Segment Start: Provided data
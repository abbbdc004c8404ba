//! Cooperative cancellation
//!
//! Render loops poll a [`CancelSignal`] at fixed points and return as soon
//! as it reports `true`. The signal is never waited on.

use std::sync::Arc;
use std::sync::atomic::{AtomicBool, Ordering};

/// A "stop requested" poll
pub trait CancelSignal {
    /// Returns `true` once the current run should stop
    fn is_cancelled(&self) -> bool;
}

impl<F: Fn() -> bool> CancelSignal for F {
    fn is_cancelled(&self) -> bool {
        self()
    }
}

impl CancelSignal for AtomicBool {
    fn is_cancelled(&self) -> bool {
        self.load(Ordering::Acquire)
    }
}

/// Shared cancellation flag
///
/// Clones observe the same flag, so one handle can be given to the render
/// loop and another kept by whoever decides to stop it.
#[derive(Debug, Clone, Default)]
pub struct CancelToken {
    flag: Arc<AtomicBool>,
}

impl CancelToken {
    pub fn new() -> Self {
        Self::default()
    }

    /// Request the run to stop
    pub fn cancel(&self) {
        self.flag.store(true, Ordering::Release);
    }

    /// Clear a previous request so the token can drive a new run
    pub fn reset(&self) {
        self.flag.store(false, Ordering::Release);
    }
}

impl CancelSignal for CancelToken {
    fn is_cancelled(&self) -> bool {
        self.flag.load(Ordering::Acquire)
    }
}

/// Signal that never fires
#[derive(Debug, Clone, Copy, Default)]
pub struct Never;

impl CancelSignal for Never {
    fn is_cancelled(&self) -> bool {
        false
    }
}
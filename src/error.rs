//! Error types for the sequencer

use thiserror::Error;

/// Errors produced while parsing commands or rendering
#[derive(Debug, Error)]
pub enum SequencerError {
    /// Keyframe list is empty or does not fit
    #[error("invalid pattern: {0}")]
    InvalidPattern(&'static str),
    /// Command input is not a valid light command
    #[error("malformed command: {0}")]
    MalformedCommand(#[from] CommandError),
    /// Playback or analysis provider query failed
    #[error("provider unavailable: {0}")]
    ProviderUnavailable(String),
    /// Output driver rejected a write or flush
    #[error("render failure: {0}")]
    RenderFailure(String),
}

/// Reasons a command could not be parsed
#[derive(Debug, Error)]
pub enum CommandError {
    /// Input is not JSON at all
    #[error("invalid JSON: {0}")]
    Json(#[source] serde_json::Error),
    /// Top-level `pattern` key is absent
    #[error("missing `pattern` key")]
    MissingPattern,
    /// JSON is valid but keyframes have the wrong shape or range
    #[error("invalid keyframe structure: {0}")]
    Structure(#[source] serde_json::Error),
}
Segment End: Provided data
# What the task requires
What you return should be the lines from the start of the data through the line with "use std::sync::Arc;", quoted exactly and nothing more.

# Exercise answer
repository abbbdc004c8404ba
//! Cooperative cancellation
//!
//! Render loops poll a [`CancelSignal`] at fixed points and return as soon
//! as it reports `true`. The signal is never waited on.

use std::sync::Arc;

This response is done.